This repo offers a set of scripts that can utilise any ROS supported robot, with an associated MoveIt package and attached physical camera, to capture concentric views around an object. At the end of image capturing, a generated transform/COLMAP files ready for use in 3D reconstruction software. We experimented utilising our dataset on Neural Radiance Fields (NeRF) and 3D Gaussian Splatting (3DGS) models, which can be installed using NeRFStudio.
Our pipeline supports any robot that has a MoveIt package and valid URDF joints/links that accurately map the robot from its base to the camera's optical centre. The setup can support single or multiple robots with serial or parallel movements. We also support adding a turntable to your setup to facilitate capturing in relation to a rotating object. Our view capturing pipeline is highly customisable, allowing for image generation for a wide range of scenes and robotic configurations.
To run this framework, enter the following command: python view_capture.py --config path\to\config\file
Python 3.8.10 can be installed from the Python website: https://www.python.org/downloads/release/python-3810/
While our configuration will probably work on other versions, this is the version that we employed for controlling our robots
The required Python packages can be installed via requirements.txt file. The command is as follows: pip install -r /path/to/requirements.txt
Install Colmap from: https://colmap.github.io/install.html
MoveIt will need to be installed for your robot configuration and executed at run time. For information of how to set this up, please follow the MoveIt documentation: http://moveit.ros.org/
For details about how we implemented MoveIt for our UR5 setup, please visit https://github.com/Lewis-Stuart-11/Dual-UR5-Config
Firstly, the user must provide information about the current scene to be captured. This includes the size of the object being captured, the position of that object in relation to the origin of the robot WCS, and the size of the radius to set the camera poses from the centre of the object. Using this information, a set of camera poses are generated using a simple sphere generation algorithm that are pointed towards the centre of the scene. The sphere algorithm uses rings (horizontal 'cuts') and sectors (vertical 'cuts') to define a series of points along the surface of the sphere, the distance from each point to the centre is set as the capture radius parameter. These generated points are the camera poses that will be recorded in the transform file. If a turntable is not used, then these camera poses are added as the camera poses that the robots will traverse to.

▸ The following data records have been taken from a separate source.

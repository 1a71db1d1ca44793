//! The player-controlled hero.

use glam::Vec2;
use serde::{Deserialize, Serialize};

use crate::config::SimConfig;
use crate::error::ConfigError;

use super::{Combatant, EntityId};

/// The hero. Always entity id 0 of a run.
#[derive(Debug, Clone, PartialEq, Serialize, Deserialize)]
pub struct Player {
    pub(crate) combatant: Combatant,
    pub(crate) speed: f32,
    /// Remaining melee cooldown; `<= 0` means a strike may fire.
    pub(crate) melee_cooldown_ms: f32,
}

impl Player {
    /// Creates the player at `position` with full health.
    ///
    /// # Errors
    ///
    /// Returns a [`ConfigError`] for invalid player tuning or a non-finite
    /// position.
    pub fn spawn(id: EntityId, position: Vec2, config: &SimConfig) -> Result<Self, ConfigError> {
        Ok(Self {
            combatant: Combatant::new(id, position, config.actor_size(), config.player.max_health)?,
            speed: crate::error::non_negative("player.speed", config.player.speed)?,
            melee_cooldown_ms: 0.0,
        })
    }

    /// Shared combatant state.
    #[must_use]
    pub const fn combatant(&self) -> &Combatant {
        &self.combatant
    }

    /// Mutable combatant state.
    pub fn combatant_mut(&mut self) -> &mut Combatant {
        &mut self.combatant
    }

    /// Entity id.
    #[must_use]
    pub const fn id(&self) -> EntityId {
        self.combatant.id()
    }

    /// Distance moved per tick on each held axis.
    #[must_use]
    pub const fn speed(&self) -> f32 {
        self.speed
    }

    /// Remaining melee cooldown.
    #[must_use]
    pub const fn melee_cooldown_ms(&self) -> f32 {
        self.melee_cooldown_ms
    }

    /// True while the player has health left.
    #[must_use]
    pub const fn is_alive(&self) -> bool {
        self.combatant.is_alive()
    }
}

If a turntable is used, then the midpoint between each of the robots is calculated, which is the area of the scene that has the most overlap between all robots. Each camera pose is then rotated to a position on a fixed plane between the turntable and the midpoint. The angle between the new rotated pose and original pose is the angle that will be set as to the rotation of the turntable. Essentially, rather than positioning the robots around the object in the scene, the turntable rotates the objects relative to the robots.

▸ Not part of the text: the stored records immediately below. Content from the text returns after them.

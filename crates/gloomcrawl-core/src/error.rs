//! Error types for the simulation core.
//!
//! Two families exist:
//! - [`ConfigError`]: invalid configuration or setup data. Raised at
//!   construction time, before any frame is simulated.
//! - [`SimError`]: misuse of the run lifecycle (stepping before `start`,
//!   nonsense frame deltas).
//!
//! Out-of-bounds grid queries and lookups of entities that were already
//! pruned are deliberately *not* errors; see [`crate::grid`] and
//! [`crate::resolver`].

use thiserror::Error;

/// Invalid configuration or setup data.
#[derive(Debug, Error)]
pub enum ConfigError {
    /// The grid has no rows or no columns.
    #[error("tile grid is empty")]
    EmptyGrid,

    /// A grid row differs in length from the first row.
    #[error("tile grid is not rectangular: row {row} has {found} tiles, expected {expected}")]
    NonRectangularGrid {
        /// Index of the offending row
        row: usize,
        /// Length of row 0
        expected: usize,
        /// Length of the offending row
        found: usize,
    },

    /// Tile size must be finite and strictly positive.
    #[error("invalid tile size {0}")]
    InvalidTileSize(f32),

    /// A value that must be non-negative was negative.
    #[error("{field} must not be negative (got {value})")]
    Negative {
        /// Name of the configuration field
        field: &'static str,
        /// The rejected value
        value: f64,
    },

    /// A value that must be strictly positive was zero or negative.
    #[error("{field} must be positive (got {value})")]
    NonPositive {
        /// Name of the configuration field
        field: &'static str,
        /// The rejected value
        value: f64,
    },

    /// A value that must be finite was NaN or infinite.
    #[error("{field} must be finite")]
    NonFinite {
        /// Name of the configuration field
        field: &'static str,
    },

    /// A projectile was requested with a zero-length direction.
    #[error("projectile direction must be non-zero")]
    ZeroDirection,

    /// A spawn position overlaps blocked terrain.
    #[error("spawn at ({x}, {y}) overlaps blocked terrain")]
    SpawnBlocked {
        /// Requested x coordinate
        x: f32,
        /// Requested y coordinate
        y: f32,
    },

    /// A random spawn was requested but the grid has no walkable tile.
    #[error("no walkable tile available for a random spawn")]
    NoFreeTile,

    /// A configuration document could not be parsed.
    #[error("failed to parse configuration: {0}")]
    Parse(#[from] serde_json::Error),
}

/// Errors raised by the run lifecycle.
#[derive(Debug, Error)]
pub enum SimError {
    /// `step` or a spawn request was issued before `start`.
    #[error("simulation has not been started")]
    NotStarted,

    /// The frame delta was negative or not finite.
    #[error("invalid elapsed time {0} ms")]
    InvalidElapsed(f32),

    /// Setup data was rejected.
    #[error(transparent)]
    Config(#[from] ConfigError),
}

/// Returns `Ok(value)` if `value` is finite and non-negative.
pub(crate) fn non_negative(field: &'static str, value: f32) -> Result<f32, ConfigError> {
    if !value.is_finite() {
        return Err(ConfigError::NonFinite { field });
    }
    if value < 0.0 {
        return Err(ConfigError::Negative {
            field,
            value: f64::from(value),
        });
    }
    Ok(value)
}

/// Returns `Ok(value)` if `value` is finite and strictly positive.
pub(crate) fn positive(field: &'static str, value: f32) -> Result<f32, ConfigError> {
    if !value.is_finite() {
        return Err(ConfigError::NonFinite { field });
    }
    if value <= 0.0 {
        return Err(ConfigError::NonPositive {
            field,
            value: f64::from(value),
        });
    }
    Ok(value)
}

/// Integer counterpart of [`non_negative`] for health and damage values.
pub(crate) fn non_negative_int(field: &'static str, value: i32) -> Result<i32, ConfigError> {
    if value < 0 {
        return Err(ConfigError::Negative {
            field,
            value: f64::from(value),
        });
    }
    Ok(value)
}

#[cfg(test)]
mod tests {
    use super::*;

    #[test]
    fn non_negative_accepts_zero_and_positive() {
        assert_eq!(non_negative("speed", 0.0).unwrap(), 0.0);
        assert_eq!(non_negative("speed", 2.5).unwrap(), 2.5);
    }

    #[test]
    fn non_negative_rejects_negative() {
        let err = non_negative("damage", -1.0).unwrap_err();
        assert!(matches!(err, ConfigError::Negative { field: "damage", .. }));
    }

    #[test]
    fn non_negative_rejects_nan() {
        let err = non_negative("radius", f32::NAN).unwrap_err();
        assert!(matches!(err, ConfigError::NonFinite { field: "radius" }));
    }

    #[test]
    fn positive_rejects_zero() {
        let err = positive("scale", 0.0).unwrap_err();
        assert!(matches!(err, ConfigError::NonPositive { field: "scale", .. }));
        assert!(positive("scale", f32::INFINITY).is_err());
    }

    #[test]
    fn non_negative_int_bounds() {
        assert_eq!(non_negative_int("damage", 0).unwrap(), 0);
        assert!(non_negative_int("damage", -3).is_err());
    }

    #[test]
    fn display_messages() {
        let err = ConfigError::NonRectangularGrid {
            row: 2,
            expected: 5,
            found: 4,
        };
        assert_eq!(
            err.to_string(),
            "tile grid is not rectangular: row 2 has 4 tiles, expected 5"
        );
        assert_eq!(SimError::NotStarted.to_string(), "simulation has not been started");
    }

    #[test]
    fn config_error_converts_into_sim_error() {
        let err: SimError = ConfigError::ZeroDirection.into();
        assert!(matches!(err, SimError::Config(ConfigError::ZeroDirection)));
    }
}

Each pose is added to a group based on the 'sector' that that pose was part of (in the sphere generation), and the pipeline iterates through each group during traversal. Each point in the group is then assigned to a robot. To calculate this, each robot is compared to that point based on the reach of the robot and the distance of the robot base to that point. The robot with best reachability is assigned to that point, and that point is then added to that robot's pose queue. Next, each point in each robot queue is iterated through in parallel, allowing multiple robots to traverse to points in parallel. If these points cannot be reached in parallel, then each robot will traverse to that point serially. Once a robot has reached a new point, then an image is captured from the camera attached to that robot, and the camera pose is recorded for that image. This software can also capture depth maps (if the cameras support this) and segment out the centre object (if the setup supports this).

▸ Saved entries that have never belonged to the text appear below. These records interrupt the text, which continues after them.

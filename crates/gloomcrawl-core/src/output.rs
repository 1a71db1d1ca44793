//! Outputs emitted by systems and consumed by resolvers.
//!
//! Systems never apply damage or spawn entities directly. They describe what
//! should happen as an [`Output`], and the resolution phase applies it:
//!
//! - [`Command`]: actions that need world context to carry out (a melee
//!   strike, a projectile spawn)
//! - [`Modifier`]: value changes on one target (damage, healing)
//! - [`Event`]: notifications of things that happened, recorded for the
//!   frame result and the log
//!
//! Every output travels in an [`OutputEnvelope`] that records which system
//! and entity emitted it, and in what order.
//!
//! # Example
//!
//! ```
//! use gloomcrawl_core::entity::EntityId;
//! use gloomcrawl_core::output::{Modifier, Output, OutputEnvelope, OutputKind, SystemId};
//!
//! let envelope = OutputEnvelope::new(
//!     Output::Modifier(Modifier::ApplyDamage {
//!         source: EntityId::new(3),
//!         target: EntityId::new(0),
//!         amount: 10,
//!     }),
//!     SystemId::Behavior,
//!     EntityId::new(3),
//!     12,
//!     0,
//! );
//!
//! assert_eq!(envelope.kind(), OutputKind::Modifier);
//! assert_eq!(envelope.output().target(), Some(EntityId::new(0)));
//! ```

use serde::{Deserialize, Serialize};
use std::fmt;

use crate::entity::{EnemyKind, EntityId};

// =============================================================================
// Output Categories
// =============================================================================

/// Actions that need world context to carry out.
#[derive(Debug, Clone, PartialEq, Serialize, Deserialize)]
pub enum Command {
    /// Strike every enemy within `radius` of the source's center.
    MeleeStrike {
        /// Striking entity
        source: EntityId,
        /// Center-to-center reach (world units)
        radius: f32,
        /// Damage per enemy hit
        damage: i32,
    },
    /// Spawn a projectile beside the source's box.
    SpawnProjectile {
        /// Casting entity
        source: EntityId,
        /// `1.0` to fire right, `-1.0` to fire left
        direction_sign: f32,
    },
}

impl Command {
    /// Entity issuing the command.
    #[must_use]
    pub const fn source(&self) -> EntityId {
        match self {
            Self::MeleeStrike { source, .. } | Self::SpawnProjectile { source, .. } => *source,
        }
    }
}

/// Value changes on a single target.
#[derive(Debug, Clone, PartialEq, Eq, Serialize, Deserialize)]
pub enum Modifier {
    /// Subtract health.
    ApplyDamage {
        /// Entity dealing the damage
        source: EntityId,
        /// Entity to damage
        target: EntityId,
        /// Damage amount
        amount: i32,
    },
    /// Restore health, capped at the target's maximum.
    ApplyHealing {
        /// Entity to heal
        target: EntityId,
        /// Healing amount
        amount: i32,
    },
}

impl Modifier {
    /// Entity the modifier applies to.
    #[must_use]
    pub const fn target(&self) -> EntityId {
        match self {
            Self::ApplyDamage { target, .. } | Self::ApplyHealing { target, .. } => *target,
        }
    }
}

/// Notifications of things that happened during a frame.
#[derive(Debug, Clone, PartialEq, Serialize, Deserialize)]
pub enum Event {
    /// An enemy noticed the player and started chasing.
    EnemyAggroed {
        /// The enemy
        enemy: EntityId,
    },
    /// A chasing enemy lost interest and resumed patrolling.
    EnemyDisengaged {
        /// The enemy
        enemy: EntityId,
    },
    /// The player took damage.
    PlayerHit {
        /// Entity that dealt the damage
        source: EntityId,
        /// Damage applied
        amount: i32,
        /// Player health afterwards (may be negative)
        remaining: i32,
    },
    /// The player was healed.
    PlayerHealed {
        /// Health actually restored
        amount: i32,
    },
    /// An enemy took damage.
    EnemyHit {
        /// The enemy
        enemy: EntityId,
        /// Player or projectile that dealt the damage
        source: EntityId,
        /// Damage applied
        amount: i32,
    },
    /// An enemy's health reached zero and it was removed.
    EnemyKilled {
        /// The enemy
        enemy: EntityId,
        /// Its kind
        kind: EnemyKind,
    },
    /// A melee strike fired.
    MeleeSwung {
        /// Striking entity
        source: EntityId,
        /// Number of enemies hit
        hits: usize,
    },
    /// A projectile entered play.
    ProjectileSpawned {
        /// The projectile
        projectile: EntityId,
        /// Casting entity
        source: EntityId,
    },
    /// A projectile's animation ran out.
    ProjectileExpired {
        /// The projectile
        projectile: EntityId,
    },
    /// A projectile hit one or more enemies.
    ProjectileStruck {
        /// The projectile
        projectile: EntityId,
        /// Number of enemies hit
        hits: usize,
    },
    /// The player's health reached zero; the run is over.
    PlayerDefeated,
}

impl Event {
    /// The entity the event is mainly about, if any.
    #[must_use]
    pub const fn primary_entity(&self) -> Option<EntityId> {
        match self {
            Self::EnemyAggroed { enemy }
            | Self::EnemyDisengaged { enemy }
            | Self::EnemyHit { enemy, .. }
            | Self::EnemyKilled { enemy, .. } => Some(*enemy),
            Self::PlayerHit { source, .. } | Self::MeleeSwung { source, .. } => Some(*source),
            Self::ProjectileSpawned { projectile, .. }
            | Self::ProjectileExpired { projectile }
            | Self::ProjectileStruck { projectile, .. } => Some(*projectile),
            Self::PlayerHealed { .. } | Self::PlayerDefeated => None,
        }
    }
}

// =============================================================================
// Top-Level Output Enum
// =============================================================================

/// Output kind for resolver routing.
#[derive(Debug, Clone, Copy, PartialEq, Eq, Hash, Serialize, Deserialize)]
pub enum OutputKind {
    /// Command outputs
    Command,
    /// Modifier outputs
    Modifier,
    /// Event outputs
    Event,
}

impl fmt::Display for OutputKind {
    fn fmt(&self, f: &mut fmt::Formatter<'_>) -> fmt::Result {
        match self {
            Self::Command => write!(f, "Command"),
            Self::Modifier => write!(f, "Modifier"),
            Self::Event => write!(f, "Event"),
        }
    }
}

/// A system output.
#[derive(Debug, Clone, PartialEq, Serialize, Deserialize)]
pub enum Output {
    /// A command
    Command(Command),
    /// A modifier
    Modifier(Modifier),
    /// An event
    Event(Event),
}

impl Output {
    /// Returns the kind of this output for resolver routing.
    #[must_use]
    pub const fn kind(&self) -> OutputKind {
        match self {
            Self::Command(_) => OutputKind::Command,
            Self::Modifier(_) => OutputKind::Modifier,
            Self::Event(_) => OutputKind::Event,
        }
    }

    /// Returns the command if this is a command output.
    #[must_use]
    pub const fn as_command(&self) -> Option<&Command> {
        match self {
            Self::Command(cmd) => Some(cmd),
            _ => None,
        }
    }

    /// Returns the modifier if this is a modifier output.
    #[must_use]
    pub const fn as_modifier(&self) -> Option<&Modifier> {
        match self {
            Self::Modifier(m) => Some(m),
            _ => None,
        }
    }

    /// Returns the event if this is an event output.
    #[must_use]
    pub const fn as_event(&self) -> Option<&Event> {
        match self {
            Self::Event(e) => Some(e),
            _ => None,
        }
    }

    /// Target of a modifier output.
    #[must_use]
    pub const fn target(&self) -> Option<EntityId> {
        match self {
            Self::Modifier(m) => Some(m.target()),
            _ => None,
        }
    }
}

impl From<Command> for Output {
    fn from(cmd: Command) -> Self {
        Self::Command(cmd)
    }
}

impl From<Modifier> for Output {
    fn from(m: Modifier) -> Self {
        Self::Modifier(m)
    }
}

impl From<Event> for Output {
    fn from(e: Event) -> Self {
        Self::Event(e)
    }
}

// =============================================================================
// Output Envelope
// =============================================================================

/// The system that produced an output.
#[derive(Debug, Clone, Copy, PartialEq, Eq, Hash, Serialize, Deserialize)]
pub enum SystemId {
    /// Player controller
    Player,
    /// Enemy behavior state machine
    Behavior,
    /// Projectile system
    Projectile,
    /// Combat resolver (follow-up events)
    Combat,
}

impl fmt::Display for SystemId {
    fn fmt(&self, f: &mut fmt::Formatter<'_>) -> fmt::Result {
        match self {
            Self::Player => write!(f, "player"),
            Self::Behavior => write!(f, "behavior"),
            Self::Projectile => write!(f, "projectile"),
            Self::Combat => write!(f, "combat"),
        }
    }
}

/// An [`Output`] plus where and when it was emitted.
#[derive(Debug, Clone, PartialEq, Serialize, Deserialize)]
pub struct OutputEnvelope {
    output: Output,
    system: SystemId,
    entity: EntityId,
    tick: u64,
    /// Position within the frame's output stream.
    sequence: u32,
}

impl OutputEnvelope {
    /// Wraps an output.
    #[must_use]
    pub const fn new(
        output: Output,
        system: SystemId,
        entity: EntityId,
        tick: u64,
        sequence: u32,
    ) -> Self {
        Self {
            output,
            system,
            entity,
            tick,
            sequence,
        }
    }

    /// The wrapped output.
    #[must_use]
    pub const fn output(&self) -> &Output {
        &self.output
    }

    /// Consumes the envelope and returns the wrapped output.
    #[must_use]
    pub fn into_output(self) -> Output {
        self.output
    }

    /// Emitting system.
    #[must_use]
    pub const fn system(&self) -> SystemId {
        self.system
    }

    /// Entity on whose behalf the output was emitted.
    #[must_use]
    pub const fn entity(&self) -> EntityId {
        self.entity
    }

    /// Tick of emission.
    #[must_use]
    pub const fn tick(&self) -> u64 {
        self.tick
    }

    /// Sequence number within the frame.
    #[must_use]
    pub const fn sequence(&self) -> u32 {
        self.sequence
    }

    /// Kind of the wrapped output.
    #[must_use]
    pub const fn kind(&self) -> OutputKind {
        self.output.kind()
    }
}

/// Collects outputs during a frame, numbering them in emission order.
#[derive(Debug, Default)]
pub struct OutputQueue {
    tick: u64,
    envelopes: Vec<OutputEnvelope>,
}

impl OutputQueue {
    /// Creates an empty queue for `tick`.
    #[must_use]
    pub const fn new(tick: u64) -> Self {
        Self {
            tick,
            envelopes: Vec::new(),
        }
    }

    /// Appends an output.
    #[allow(clippy::cast_possible_truncation)]
    pub fn push(&mut self, system: SystemId, entity: EntityId, output: impl Into<Output>) {
        // A frame emits a handful of outputs per entity; u32 is ample.
        let sequence = self.envelopes.len() as u32;
        self.envelopes.push(OutputEnvelope::new(
            output.into(),
            system,
            entity,
            self.tick,
            sequence,
        ));
    }

    /// Number of queued outputs.
    #[must_use]
    pub fn len(&self) -> usize {
        self.envelopes.len()
    }

    /// True if nothing was queued.
    #[must_use]
    pub fn is_empty(&self) -> bool {
        self.envelopes.is_empty()
    }

    /// Queued envelopes in emission order.
    #[must_use]
    pub fn envelopes(&self) -> &[OutputEnvelope] {
        &self.envelopes
    }

    /// Envelopes of the given kinds, in emission order.
    #[must_use]
    pub fn of_kinds(&self, kinds: &[OutputKind]) -> Vec<&OutputEnvelope> {
        self.envelopes
            .iter()
            .filter(|e| kinds.contains(&e.kind()))
            .collect()
    }

    /// Consumes the queue.
    #[must_use]
    pub fn into_envelopes(self) -> Vec<OutputEnvelope> {
        self.envelopes
    }
}

// =============================================================================
// Tests
// =============================================================================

Once all points have been traversed, then the camera poses are then optimised using COLMAP. Firstly, a set of image pairs are calculated. Essentially, each image position is traversed, and if an image is adjacent to this image by x amount (the 'img_pair_range' argument), then these images are added as an image pair. Next, features are extracted from each of the image using COLMAP. These features are then matched based on the image pairs (features from images are only matched with features from other images that are an image pair). Then, each matched feature is triangulated and projected into 3D to produce a point cloud based on the recorded camera poses. Finally, bundle adjustment is then performed to refine each camera pose to become more accurate based on the point cloud. This process of point triangulation and bundle adjustment is then repeated several times, each using the refined camera poses for triangulation. Finally, once the new camera poses have been calculated, the new camera poses are then scaled back to the original distances from the object centre and repositioned around the origin.
Each of the images and camera poses are saved into a new directory in the log path. This includes: images, transforms and COLMAP files. Different transforms are saved for the different types of images (e.g. RGB, RGB-D, Segmented RGB, etc..) and the original camera pose transforms are also saved.
Our framework is extremely customisable, offering many different arguments that can be altered to support a wide range of robot settings and scene types.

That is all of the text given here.